On Amazon, without even trying, I came across boards made from:
- Maple
- Teak
- Walnut
- Cherry
- Acacia
- Rubberwood
- Neem
- Sapele
So I kicked that up a notch and just started Googling “cutting board” plus any random wood species that popped into my head. And immediately found kitchen cutting boards made from:
- Redwood
- Cedar
- Tulip poplar
- Pine
- Ash
- Hickory
- Mahogany
These are woods with widely varying properties and hardness. But the fact is, I never found a common species of wood, for which there is some commercial timber market, from which I couldn’t find a cutting board, made by somebody, offered for sale.

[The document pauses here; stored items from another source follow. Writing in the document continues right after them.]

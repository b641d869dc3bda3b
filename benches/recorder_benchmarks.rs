//! Recorder benchmarks
//!
//! Per-call cost of logging against each backend:
//! - Metric appends (training-loop hot path)
//! - Param writes
//!
//! Toyota Way: Measure before optimizing (Genchi Genbutsu)

use criterion::{black_box, criterion_group, criterion_main, BenchmarkId, Criterion};
use run_recorder::store::FileStore;
use run_recorder::RunRecorder;

fn bench_log_metric(c: &mut Criterion) {
    let mut group = c.benchmark_group("log_metric");

    let memory = RunRecorder::in_memory();
    let mut memory_run = memory.start_run("bench").unwrap();
    group.bench_function(BenchmarkId::new("backend", "memory"), |b| {
        b.iter(|| {
            memory
                .log_metric(&mut memory_run, "train-rmse", black_box(0.5), None)
                .unwrap()
        });
    });

    let dir = tempfile::tempdir().unwrap();
    let file = RunRecorder::new(FileStore::new(dir.path()));
    let mut file_run = file.start_run("bench").unwrap();
    group.bench_function(BenchmarkId::new("backend", "file"), |b| {
        b.iter(|| {
            file.log_metric(&mut file_run, "train-rmse", black_box(0.5), None)
                .unwrap()
        });
    });

    group.finish();
}

fn bench_log_param(c: &mut Criterion) {
    let recorder = RunRecorder::in_memory();
    let run = recorder.start_run("bench").unwrap();
    let mut i = 0u64;
    c.bench_function("log_param/memory", |b| {
        b.iter(|| {
            i += 1;
            recorder
                .log_param(&run, &format!("param_{i}"), black_box(i))
                .unwrap();
        });
    });
}

criterion_group!(benches, bench_log_metric, bench_log_param);
criterion_main!(benches);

* Within reason. My wife mentions that oleander wood is poisonous. Similarly, there are anecdotes of unknown quality regarding allergic reactions from (e.g.) use of walnut or other nut woods in cutting boards. (Others dismiss that by noting that the allergens in (e.g.) nuts are found in the fruit, not the wood of the tree.) And, for sure, I would not want to cut up food on eastern red cedar, for fear the food would smell like a cedar chest. Similarly, I’d probably avoid camphor wood (frequently used in the East as red cedar is used in the West.) And so on. Any wood you please, within reason.
Conclusion
In short, buy whatever looks like it’ll meet your needs, and seems constructed well enough to stay in one piece.
And never run a wooden cutting board through the dishwasher.